We then used high-resolution data from the Copernicus Sentinel-1 mission, which carries an advanced radar instrument, and data from the Copernicus Sentinel-2 mission, which carries a camera-like instrument, along with artificial intelligence, to identify communities and assets that are vulnerable to thawing permafrost
Vulnerable coastal communities
ESA said the research supports the EU’s Horizon 2020 Nunataryuk project, which focuses on Arctic coastal communities. ESA explained:
Most human activity in the Arctic takes place along permafrost coasts. Permafrost thaw is exposing these coasts to rapid change, change that threatens the rich biodiversity and puts pressure on communities.

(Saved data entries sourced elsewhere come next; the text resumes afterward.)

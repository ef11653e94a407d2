use crate::app::App;
use crate::ui::layout::main_layout;
use crate::ui::widgets::filters::render_filters;
use crate::ui::widgets::list::render_country_list;
use crate::ui::widgets::map::render_map;
use crate::ui::widgets::palette::Palette;
use metafinder_core::messages;
use ratatui::layout::Rect;
use ratatui::style::{Modifier, Style};
use ratatui::text::{Line as TextLine, Span};
use ratatui::widgets::{Block, Borders, Paragraph};
use ratatui::Frame;

pub fn render_main(app: &App, f: &mut Frame<'_>) {
    let palette = Palette::for_theme(app.theme);
    let area = f.area();
    f.render_widget(Block::default().style(palette.base()), area);

    let layout = main_layout(area);
    render_header(app, f, layout.header, &palette);
    render_filters(app, f, layout.filters, &palette, layout.mode);
    render_map(app, f, layout.map, &palette);
    render_country_list(app, f, layout.list, &palette);
    render_status(app, f, layout.status, &palette);
}

fn render_header(app: &App, f: &mut Frame<'_>, area: Rect, palette: &Palette) {
    let language = app.explorer.translator().language();
    let line = TextLine::from(vec![
        Span::styled(
            "metafinder ",
            Style::default()
                .fg(palette.accent)
                .add_modifier(Modifier::BOLD),
        ),
        Span::styled(
            app.snapshot.counter.text(),
            Style::default()
                .fg(palette.matched)
                .add_modifier(Modifier::BOLD),
        ),
        Span::styled(format!("  [{language}]  "), Style::default().fg(palette.muted)),
        Span::styled(app.snapshot.link.as_str(), Style::default().fg(palette.text)),
    ]);

    let header = Paragraph::new(line).block(
        Block::default()
            .borders(Borders::ALL)
            .border_style(palette.border(false)),
    );
    f.render_widget(header, area);
}

fn render_status(app: &App, f: &mut Frame<'_>, area: Rect, palette: &Palette) {
    let first = app.search_input.as_ref().map_or_else(
        || TextLine::from(Span::styled(app.status_message.as_str(), Style::default().fg(palette.focus))),
        |query| {
            TextLine::from(vec![
                Span::styled(
                    format!("{}: ", app.text(messages::JUMP_TO)),
                    Style::default().fg(palette.accent),
                ),
                Span::styled(format!("{query}_"), Style::default().fg(palette.text)),
            ])
        },
    );

    let key = Style::default()
        .fg(palette.accent)
        .add_modifier(Modifier::BOLD);
    let shortcuts = messages::SHORTCUTS
        .iter()
        .flat_map(|(keys, action)| {
            [
                Span::styled(*keys, key),
                Span::raw(format!(" {}  ", app.text(*action))),
            ]
        })
        .collect::<Vec<_>>();
    let shortcuts = TextLine::from(shortcuts);

    f.render_widget(Paragraph::new(vec![first, shortcuts]).style(palette.base()), area);
}
// Export our modules for use in the binary and tests
pub mod app;
pub mod cli;
pub mod config;
pub mod event;
pub mod loader;
pub mod logging;
pub mod terminal;
pub mod ui;
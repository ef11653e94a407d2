use geojson::{Feature, GeoJson, Geometry};
use serde_json::Value;

use crate::error::{Error, Result};

/// Properties checked, in order, for a region's country code.
pub const CODE_PROPERTIES: [&str; 6] = ["ISO_A2", "ISO_A2_EH", "iso_a2", "ISO_A3", "ADM0_A3", "iso_a3"];
const NAME_PROPERTIES: [&str; 3] = ["NAME", "ADMIN", "name"];
// Natural Earth uses this for "no code assigned".
const PLACEHOLDER_CODE: &str = "-99";

pub type Ring = Vec<(f64, f64)>;

/// One drawable country shape in lon/lat.
#[derive(Debug, Clone, PartialEq)]
pub struct Region {
    pub code: Option<String>,
    pub name: Option<String>,
    /// Exterior and interior rings of every polygon.
    pub rings: Vec<Ring>,
}

impl Region {
    /// Even-odd test over all rings, so holes are handled.
    pub fn contains(&self, lon: f64, lat: f64) -> bool {
        self.rings
            .iter()
            .filter(|ring| ring_contains(ring, lon, lat))
            .count()
            % 2
            == 1
    }
}

/// A rectangle of character cells the layer is drawn into, in the same
/// column/row coordinates pointer events report.
#[derive(Debug, Clone, Copy, PartialEq, Eq)]
pub struct CellArea {
    pub x: u16,
    pub y: u16,
    pub width: u16,
    pub height: u16,
}

impl CellArea {
    pub const fn new(x: u16, y: u16, width: u16, height: u16) -> Self {
        Self { x, y, width, height }
    }

    pub fn contains(&self, column: u16, row: u16) -> bool {
        let (column, row) = (u32::from(column), u32::from(row));
        column >= u32::from(self.x)
            && row >= u32::from(self.y)
            && column < u32::from(self.x) + u32::from(self.width)
            && row < u32::from(self.y) + u32::from(self.height)
    }
}

#[derive(Debug, Clone, Default)]
pub struct SpatialLayer {
    regions: Vec<Region>,
    x_bounds: [f64; 2],
    y_bounds: [f64; 2],
}

impl SpatialLayer {
    pub fn from_geojson(json: &str) -> Result<Self> {
        let geojson = json
            .parse::<GeoJson>()
            .map_err(|error| Error::Geometry(error.to_string()))?;
        let GeoJson::FeatureCollection(collection) = geojson else {
            return Err(Error::Geometry("expected a FeatureCollection".to_string()));
        };

        let regions = collection
            .features
            .iter()
            .filter_map(region_from_feature)
            .collect();
        Ok(Self::from_regions(regions))
    }

    pub fn from_regions(regions: Vec<Region>) -> Self {
        let mut x_bounds = [f64::INFINITY, f64::NEG_INFINITY];
        let mut y_bounds = [f64::INFINITY, f64::NEG_INFINITY];
        for (x, y) in regions.iter().flat_map(|region| region.rings.iter().flatten()) {
            x_bounds = [x_bounds[0].min(*x), x_bounds[1].max(*x)];
            y_bounds = [y_bounds[0].min(*y), y_bounds[1].max(*y)];
        }
        if x_bounds[0] > x_bounds[1] {
            x_bounds = [-180.0, 180.0];
            y_bounds = [-90.0, 90.0];
        }
        Self {
            regions,
            x_bounds,
            y_bounds,
        }
    }

    pub fn regions(&self) -> &[Region] {
        &self.regions
    }

    pub const fn x_bounds(&self) -> [f64; 2] {
        self.x_bounds
    }

    pub const fn y_bounds(&self) -> [f64; 2] {
        self.y_bounds
    }

    /// The region under a map click, if any.
    pub fn region_at(&self, lon: f64, lat: f64) -> Option<&Region> {
        self.regions.iter().find(|region| region.contains(lon, lat))
    }

    /// Lon/lat at the center of a cell when the layer's bounds are stretched
    /// over `area`. Cells outside the area give `None`.
    pub fn lon_lat_at(&self, area: CellArea, column: u16, row: u16) -> Option<(f64, f64)> {
        if !area.contains(column, row) {
            return None;
        }

        let [x_min, x_max] = self.x_bounds;
        let [y_min, y_max] = self.y_bounds;
        let fx = (f64::from(column - area.x) + 0.5) / f64::from(area.width);
        let fy = (f64::from(row - area.y) + 0.5) / f64::from(area.height);

        Some((fx.mul_add(x_max - x_min, x_min), fy.mul_add(y_min - y_max, y_max)))
    }
}

fn region_from_feature(feature: &Feature) -> Option<Region> {
    let geometry = feature.geometry.as_ref()?;
    let mut rings = Vec::new();
    collect_rings(geometry, &mut rings);
    if rings.is_empty() {
        return None;
    }

    let properties = feature.properties.as_ref();
    let property = |key: &str| {
        properties
            .and_then(|properties| properties.get(key))
            .and_then(Value::as_str)
            .map(str::trim)
            .filter(|value| !value.is_empty() && *value != PLACEHOLDER_CODE)
    };

    let code = CODE_PROPERTIES
        .iter()
        .find_map(|key| property(key))
        .map(str::to_string)
        .or_else(|| match &feature.id {
            Some(geojson::feature::Id::String(id)) if id != PLACEHOLDER_CODE => Some(id.clone()),
            _ => None,
        })
        .map(|code| code.to_uppercase());
    let name = NAME_PROPERTIES
        .iter()
        .find_map(|key| property(key))
        .map(str::to_string);

    Some(Region { code, name, rings })
}

fn collect_rings(geometry: &Geometry, rings: &mut Vec<Ring>) {
    match &geometry.value {
        geojson::Value::Polygon(polygon) => rings.extend(polygon.iter().map(|ring| to_ring(ring))),
        geojson::Value::MultiPolygon(polygons) => {
            for polygon in polygons {
                rings.extend(polygon.iter().map(|ring| to_ring(ring)));
            }
        }
        geojson::Value::GeometryCollection(geometries) => {
            for geometry in geometries {
                collect_rings(geometry, rings);
            }
        }
        _ => {}
    }
}

fn to_ring(positions: &[Vec<f64>]) -> Ring {
    positions
        .iter()
        .filter_map(|position| match position.as_slice() {
            [x, y, ..] => Some((*x, *y)),
            _ => None,
        })
        .collect()
}

fn ring_contains(ring: &[(f64, f64)], x: f64, y: f64) -> bool {
    let mut inside = false;
    let Some(&last) = ring.last() else {
        return false;
    };
    let mut previous = last;
    for &(xi, yi) in ring {
        let (xj, yj) = previous;
        if (yi > y) != (yj > y) && x < (xj - xi) * (y - yi) / (yj - yi) + xi {
            inside = !inside;
        }
        previous = (xi, yi);
    }
    inside
}

#[cfg(test)]
mod tests {
    use super::*;

    const WORLD: &str = r#"{
        "type": "FeatureCollection",
        "features": [
            {
                "type": "Feature",
                "properties": { "ISO_A2": "-99", "ISO_A2_EH": "FR", "NAME": "France" },
                "geometry": { "type": "Polygon", "coordinates": [[[0,0],[10,0],[10,10],[0,10],[0,0]]] }
            },
            {
                "type": "Feature",
                "properties": { "iso_a3": "jpn" },
                "geometry": { "type": "MultiPolygon", "coordinates": [
                    [[[20,0],[30,0],[30,10],[20,10],[20,0]], [[24,4],[26,4],[26,6],[24,6],[24,4]]],
                    [[[40,0],[45,0],[45,5],[40,5],[40,0]]]
                ] }
            },
            {
                "type": "Feature",
                "id": "ATA",
                "properties": {},
                "geometry": { "type": "Polygon", "coordinates": [[[-10,-20],[-5,-20],[-5,-15],[-10,-20]]] }
            },
            {
                "type": "Feature",
                "properties": { "ISO_A2": "XP" },
                "geometry": { "type": "Point", "coordinates": [1, 1] }
            }
        ]
    }"#;

    #[test]
    fn reads_codes_in_fallback_order() -> Result<()> {
        let layer = SpatialLayer::from_geojson(WORLD)?;
        let codes = layer
            .regions()
            .iter()
            .map(|region| region.code.as_deref())
            .collect::<Vec<_>>();
        assert_eq!(codes, [Some("FR"), Some("JPN"), Some("ATA")]);
        assert_eq!(layer.regions()[0].name.as_deref(), Some("France"));
        Ok(())
    }

    #[test]
    fn bounds_cover_every_ring() -> Result<()> {
        let layer = SpatialLayer::from_geojson(WORLD)?;
        assert_eq!(layer.x_bounds(), [-10.0, 45.0]);
        assert_eq!(layer.y_bounds(), [-20.0, 10.0]);
        Ok(())
    }

    #[test]
    fn hit_test_respects_holes_and_islands() -> Result<()> {
        let layer = SpatialLayer::from_geojson(WORLD)?;
        let code_at = |lon, lat| layer.region_at(lon, lat).and_then(|region| region.code.clone());
        assert_eq!(code_at(5.0, 5.0).as_deref(), Some("FR"));
        assert_eq!(code_at(21.0, 1.0).as_deref(), Some("JPN"));
        assert_eq!(code_at(25.0, 5.0), None);
        assert_eq!(code_at(42.0, 2.0).as_deref(), Some("JPN"));
        assert_eq!(code_at(15.0, 5.0), None);
        Ok(())
    }

    fn close(point: Option<(f64, f64)>, expected: (f64, f64)) -> bool {
        point.is_some_and(|(lon, lat)| {
            (lon - expected.0).abs() < 1e-9 && (lat - expected.1).abs() < 1e-9
        })
    }

    fn plate() -> SpatialLayer {
        SpatialLayer::from_regions(vec![Region {
            code: Some("AA".to_string()),
            name: None,
            rings: vec![vec![(-100.0, -50.0), (100.0, -50.0), (100.0, 50.0), (-100.0, 50.0)]],
        }])
    }

    #[test]
    fn cells_map_to_cell_centers() {
        let area = CellArea::new(1, 1, 20, 10);
        let layer = plate();

        assert!(close(layer.lon_lat_at(area, 1, 1), (-95.0, 45.0)));
        assert!(close(layer.lon_lat_at(area, 20, 10), (95.0, -45.0)));
    }

    #[test]
    fn cells_outside_the_area_are_ignored() {
        let area = CellArea::new(1, 1, 20, 10);
        let layer = plate();
        assert_eq!(layer.lon_lat_at(area, 0, 5), None);
        assert_eq!(layer.lon_lat_at(area, 21, 5), None);
        assert_eq!(layer.lon_lat_at(area, 5, 11), None);
        assert!(layer.lon_lat_at(CellArea::new(u16::MAX, 0, 10, 1), u16::MAX, 0).is_some());
    }

    #[test]
    fn rejects_non_collections() {
        let point = r#"{ "type": "Point", "coordinates": [0, 0] }"#;
        assert!(matches!(
            SpatialLayer::from_geojson(point),
            Err(Error::Geometry(_))
        ));
        assert!(SpatialLayer::from_geojson("not json").is_err());
    }

    #[test]
    fn empty_layer_gets_world_bounds() {
        let layer = SpatialLayer::from_regions(Vec::new());
        assert_eq!(layer.x_bounds(), [-180.0, 180.0]);
        assert_eq!(layer.y_bounds(), [-90.0, 90.0]);
    }
}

The latest Climate Change Initiative Permafrost time series offers the first circumpolar information on the state of the permafrost and recent changes at a scale of 1 km [0.6 miles]. It allows for a circumpolar assessment of regions that are prone to change and points to regions where more detailed monitoring is needed to capture impacts at local levels.
For example, this research on human activities in the Arctic reveals that western Siberia, home to much infrastructure associated with oil and gas extraction, will be particularly affected – this can also be seen clearly in the map.
Bottom line: A new study uses satellite data to forecast the future of Arctic regions where permafrost is thawing.